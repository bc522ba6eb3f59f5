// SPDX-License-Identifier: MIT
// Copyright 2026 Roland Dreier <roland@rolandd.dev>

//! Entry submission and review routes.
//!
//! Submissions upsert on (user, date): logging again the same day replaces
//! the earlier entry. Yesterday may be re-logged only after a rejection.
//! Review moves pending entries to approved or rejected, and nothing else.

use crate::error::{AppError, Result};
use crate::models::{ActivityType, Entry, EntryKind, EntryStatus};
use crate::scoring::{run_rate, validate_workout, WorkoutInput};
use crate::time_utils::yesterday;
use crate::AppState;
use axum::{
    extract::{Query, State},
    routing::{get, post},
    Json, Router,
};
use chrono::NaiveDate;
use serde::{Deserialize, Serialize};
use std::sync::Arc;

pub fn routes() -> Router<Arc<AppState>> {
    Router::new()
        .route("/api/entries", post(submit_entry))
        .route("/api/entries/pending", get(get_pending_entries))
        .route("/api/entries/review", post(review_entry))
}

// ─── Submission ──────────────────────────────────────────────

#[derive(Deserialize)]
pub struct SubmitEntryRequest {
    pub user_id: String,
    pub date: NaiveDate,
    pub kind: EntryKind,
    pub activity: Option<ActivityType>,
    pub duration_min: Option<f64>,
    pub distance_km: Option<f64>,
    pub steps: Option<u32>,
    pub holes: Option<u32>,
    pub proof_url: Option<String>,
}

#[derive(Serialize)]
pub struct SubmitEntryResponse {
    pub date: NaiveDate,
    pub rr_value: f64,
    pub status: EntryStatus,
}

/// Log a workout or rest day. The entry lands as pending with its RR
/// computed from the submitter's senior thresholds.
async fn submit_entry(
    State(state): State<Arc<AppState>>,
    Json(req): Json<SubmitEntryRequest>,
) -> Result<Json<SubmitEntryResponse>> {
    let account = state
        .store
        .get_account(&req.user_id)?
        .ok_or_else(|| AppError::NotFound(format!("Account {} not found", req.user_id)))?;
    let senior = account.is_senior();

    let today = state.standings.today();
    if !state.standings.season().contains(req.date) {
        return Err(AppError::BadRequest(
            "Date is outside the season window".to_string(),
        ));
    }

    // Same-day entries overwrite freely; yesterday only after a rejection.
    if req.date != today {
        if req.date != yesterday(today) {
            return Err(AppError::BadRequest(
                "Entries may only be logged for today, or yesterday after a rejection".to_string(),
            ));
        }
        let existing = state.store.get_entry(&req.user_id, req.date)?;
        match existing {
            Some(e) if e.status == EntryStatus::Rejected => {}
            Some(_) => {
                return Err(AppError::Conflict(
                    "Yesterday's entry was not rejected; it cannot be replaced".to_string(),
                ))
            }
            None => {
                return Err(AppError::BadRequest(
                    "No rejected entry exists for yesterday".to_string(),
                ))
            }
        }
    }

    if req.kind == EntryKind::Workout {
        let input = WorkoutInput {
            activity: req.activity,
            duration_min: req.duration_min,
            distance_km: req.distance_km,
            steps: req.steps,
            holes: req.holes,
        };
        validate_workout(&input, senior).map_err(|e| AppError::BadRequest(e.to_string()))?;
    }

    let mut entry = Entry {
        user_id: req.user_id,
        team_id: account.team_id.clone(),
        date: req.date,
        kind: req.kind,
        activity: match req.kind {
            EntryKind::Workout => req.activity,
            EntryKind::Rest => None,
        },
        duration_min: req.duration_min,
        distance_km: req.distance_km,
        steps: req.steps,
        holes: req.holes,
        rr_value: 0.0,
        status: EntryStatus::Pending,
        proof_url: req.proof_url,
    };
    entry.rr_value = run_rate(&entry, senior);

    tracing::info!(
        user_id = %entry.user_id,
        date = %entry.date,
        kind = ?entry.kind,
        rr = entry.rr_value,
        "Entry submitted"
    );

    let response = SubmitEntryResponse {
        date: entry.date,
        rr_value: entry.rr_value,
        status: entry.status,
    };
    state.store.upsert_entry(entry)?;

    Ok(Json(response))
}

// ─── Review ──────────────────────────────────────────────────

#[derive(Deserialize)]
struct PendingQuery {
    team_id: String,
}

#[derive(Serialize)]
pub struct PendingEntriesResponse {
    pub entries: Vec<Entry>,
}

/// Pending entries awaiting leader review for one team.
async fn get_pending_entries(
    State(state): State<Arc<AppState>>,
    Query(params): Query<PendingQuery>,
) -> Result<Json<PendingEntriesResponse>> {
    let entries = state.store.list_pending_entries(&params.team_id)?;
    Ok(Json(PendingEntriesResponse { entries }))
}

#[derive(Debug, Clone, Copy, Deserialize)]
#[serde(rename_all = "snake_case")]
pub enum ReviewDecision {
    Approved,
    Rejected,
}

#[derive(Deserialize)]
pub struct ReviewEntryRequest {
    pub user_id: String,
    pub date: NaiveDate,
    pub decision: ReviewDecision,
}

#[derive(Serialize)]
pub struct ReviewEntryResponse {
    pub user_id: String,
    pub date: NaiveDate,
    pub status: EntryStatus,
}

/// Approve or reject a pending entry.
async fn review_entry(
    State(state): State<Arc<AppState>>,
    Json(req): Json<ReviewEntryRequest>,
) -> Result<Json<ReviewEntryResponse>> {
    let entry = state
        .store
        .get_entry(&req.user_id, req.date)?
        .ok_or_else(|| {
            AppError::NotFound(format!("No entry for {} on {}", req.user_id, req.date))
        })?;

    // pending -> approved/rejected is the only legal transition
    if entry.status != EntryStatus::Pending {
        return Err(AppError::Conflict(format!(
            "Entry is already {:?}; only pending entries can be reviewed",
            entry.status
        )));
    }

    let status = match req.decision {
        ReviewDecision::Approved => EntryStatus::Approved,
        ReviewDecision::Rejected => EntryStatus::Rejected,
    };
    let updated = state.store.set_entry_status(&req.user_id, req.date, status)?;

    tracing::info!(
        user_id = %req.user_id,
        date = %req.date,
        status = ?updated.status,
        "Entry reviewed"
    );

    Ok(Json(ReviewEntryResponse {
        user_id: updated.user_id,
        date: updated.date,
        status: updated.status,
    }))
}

◆ **What to work on**:
From the preceding material, extract every line exactly.

◆ **Problem solution**:
repository bc522ba6eb3f59f5
// SPDX-License-Identifier: MIT
// Copyright 2026 Roland Dreier <roland@rolandd.dev>

//! Entry submission and review routes.
//!
//! Submissions upsert on (user, date): logging again the same day replaces
//! the earlier entry. Yesterday may be re-logged only after a rejection.
//! Review moves pending entries to approved or rejected, and nothing else.

use crate::error::{AppError, Result};
use crate::models::{ActivityType, Entry, EntryKind, EntryStatus};
use crate::scoring::{run_rate, validate_workout, WorkoutInput};
use crate::time_utils::yesterday;
use crate::AppState;
use axum::{
    extract::{Query, State},
    routing::{get, post},
    Json, Router,
};
use chrono::NaiveDate;
use serde::{Deserialize, Serialize};
use std::sync::Arc;

pub fn routes() -> Router<Arc<AppState>> {
    Router::new()
        .route("/api/entries", post(submit_entry))
        .route("/api/entries/pending", get(get_pending_entries))
        .route("/api/entries/review", post(review_entry))
}

// ─── Submission ──────────────────────────────────────────────

#[derive(Deserialize)]
pub struct SubmitEntryRequest {
    pub user_id: String,
    pub date: NaiveDate,
    pub kind: EntryKind,
    pub activity: Option<ActivityType>,
    pub duration_min: Option<f64>,
    pub distance_km: Option<f64>,
    pub steps: Option<u32>,
    pub holes: Option<u32>,
    pub proof_url: Option<String>,
}

#[derive(Serialize)]
pub struct SubmitEntryResponse {
    pub date: NaiveDate,
    pub rr_value: f64,
    pub status: EntryStatus,
}

/// Log a workout or rest day. The entry lands as pending with its RR
/// computed from the submitter's senior thresholds.
async fn submit_entry(
    State(state): State<Arc<AppState>>,
    Json(req): Json<SubmitEntryRequest>,
) -> Result<Json<SubmitEntryResponse>> {
    let account = state
        .store
        .get_account(&req.user_id)?
        .ok_or_else(|| AppError::NotFound(format!("Account {} not found", req.user_id)))?;
    let senior = account.is_senior();

    let today = state.standings.today();
    if !state.standings.season().contains(req.date) {
        return Err(AppError::BadRequest(
            "Date is outside the season window".to_string(),
        ));
    }

    // Same-day entries overwrite freely; yesterday only after a rejection.
    if req.date != today {
        if req.date != yesterday(today) {
            return Err(AppError::BadRequest(
                "Entries may only be logged for today, or yesterday after a rejection".to_string(),
            ));
        }
        let existing = state.store.get_entry(&req.user_id, req.date)?;
        match existing {
            Some(e) if e.status == EntryStatus::Rejected => {}
            Some(_) => {
                return Err(AppError::Conflict(
                    "Yesterday's entry was not rejected; it cannot be replaced".to_string(),
                ))
            }
            None => {
                return Err(AppError::BadRequest(
                    "No rejected entry exists for yesterday".to_string(),
                ))
            }
        }
    }

    if req.kind == EntryKind::Workout {
        let input = WorkoutInput {
            activity: req.activity,
            duration_min: req.duration_min,
            distance_km: req.distance_km,
            steps: req.steps,
            holes: req.holes,
        };
        validate_workout(&input, senior).map_err(|e| AppError::BadRequest(e.to_string()))?;
    }

    let mut entry = Entry {
        user_id: req.user_id,
        team_id: account.team_id.clone(),
        date: req.date,
        kind: req.kind,
        activity: match req.kind {
            EntryKind::Workout => req.activity,
            EntryKind::Rest => None,
        },
        duration_min: req.duration_min,
        distance_km: req.distance_km,
        steps: req.steps,
        holes: req.holes,
        rr_value: 0.0,
        status: EntryStatus::Pending,
        proof_url: req.proof_url,
    };
    entry.rr_value = run_rate(&entry, senior);

    tracing::info!(
        user_id = %entry.user_id,
        date = %entry.date,
        kind = ?entry.kind,
        rr = entry.rr_value,
        "Entry submitted"
    );

    let response = SubmitEntryResponse {
        date: entry.date,
        rr_value: entry.rr_value,
        status: entry.status,
    };
    state.store.upsert_entry(entry)?;

    Ok(Json(response))
}

// ─── Review ──────────────────────────────────────────────────

#[derive(Deserialize)]
struct PendingQuery {
    team_id: String,
}

#[derive(Serialize)]
pub struct PendingEntriesResponse {
    pub entries: Vec<Entry>,
}

/// Pending entries awaiting leader review for one team.
async fn get_pending_entries(
    State(state): State<Arc<AppState>>,
    Query(params): Query<PendingQuery>,
) -> Result<Json<PendingEntriesResponse>> {
    let entries = state.store.list_pending_entries(&params.team_id)?;
    Ok(Json(PendingEntriesResponse { entries }))
}

#[derive(Debug, Clone, Copy, Deserialize)]
#[serde(rename_all = "snake_case")]
pub enum ReviewDecision {
    Approved,
    Rejected,
}

#[derive(Deserialize)]
pub struct ReviewEntryRequest {
    pub user_id: String,
    pub date: NaiveDate,
    pub decision: ReviewDecision,
}

#[derive(Serialize)]
pub struct ReviewEntryResponse {
    pub user_id: String,
    pub date: NaiveDate,
    pub status: EntryStatus,
}

/// Approve or reject a pending entry.
async fn review_entry(
    State(state): State<Arc<AppState>>,
    Json(req): Json<ReviewEntryRequest>,
) -> Result<Json<ReviewEntryResponse>> {
    let entry = state
        .store
        .get_entry(&req.user_id, req.date)?
        .ok_or_else(|| {
            AppError::NotFound(format!("No entry for {} on {}", req.user_id, req.date))
        })?;

    // pending -> approved/rejected is the only legal transition
    if entry.status != EntryStatus::Pending {
        return Err(AppError::Conflict(format!(
            "Entry is already {:?}; only pending entries can be reviewed",
            entry.status
        )));
    }

    let status = match req.decision {
        ReviewDecision::Approved => EntryStatus::Approved,
        ReviewDecision::Rejected => EntryStatus::Rejected,
    };
    let updated = state.store.set_entry_status(&req.user_id, req.date, status)?;

    tracing::info!(
        user_id = %req.user_id,
        date = %req.date,
        status = ?updated.status,
        "Entry reviewed"
    );

    Ok(Json(ReviewEntryResponse {
        user_id: updated.user_id,
        date: updated.date,
        status: updated.status,
    }))
}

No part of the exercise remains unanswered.